* STORED DATA
-- -- --
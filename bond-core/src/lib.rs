pub mod block;
pub mod blockchain;
pub mod error;
pub mod genesis;
pub mod merkle;
pub mod mining;
pub mod script;
pub mod transaction;
pub mod utxo;
pub mod validation;

pub use block::{Block, ValidationResult};
pub use blockchain::{Chain, ChainStats};
pub use error::{BondError, BondResult};
pub use genesis::{GenesisConfig, GenesisMetadata, InitialAllocation, NetworkParams};
pub use merkle::{compress, decompress, generate_proof, merkle_root, verify_proof, CompressedMerkleProof, MerkleProof};
pub use mining::{DifficultyAdjuster, Miner, MinerConfig, MiningResult};
pub use script::{derive_address, verify_unlock, LockingScript, UnlockingScript};
pub use transaction::{TxInput, TxOutput, UTXOTransaction};
pub use utxo::{Utxo, UtxoSet};
pub use validation::validate_block;

pub use shared::{BlockchainError, Hash256, Result};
-- -- --
* WHAT YOU ARE ASKED TO DO
Make an exact copy of every record in the listing.

* SOLUTION
filename bond-core/src/lib.rs
pub mod block;
pub mod blockchain;
pub mod error;
pub mod genesis;
pub mod merkle;
pub mod mining;
pub mod script;
pub mod transaction;
pub mod utxo;
pub mod validation;

pub use block::{Block, ValidationResult};
pub use blockchain::{Chain, ChainStats};
pub use error::{BondError, BondResult};
pub use genesis::{GenesisConfig, GenesisMetadata, InitialAllocation, NetworkParams};
pub use merkle::{compress, decompress, generate_proof, merkle_root, verify_proof, CompressedMerkleProof, MerkleProof};
pub use mining::{DifficultyAdjuster, Miner, MinerConfig, MiningResult};
pub use script::{derive_address, verify_unlock, LockingScript, UnlockingScript};
pub use transaction::{TxInput, TxOutput, UTXOTransaction};
pub use utxo::{Utxo, UtxoSet};
pub use validation::validate_block;

pub use shared::{BlockchainError, Hash256, Result};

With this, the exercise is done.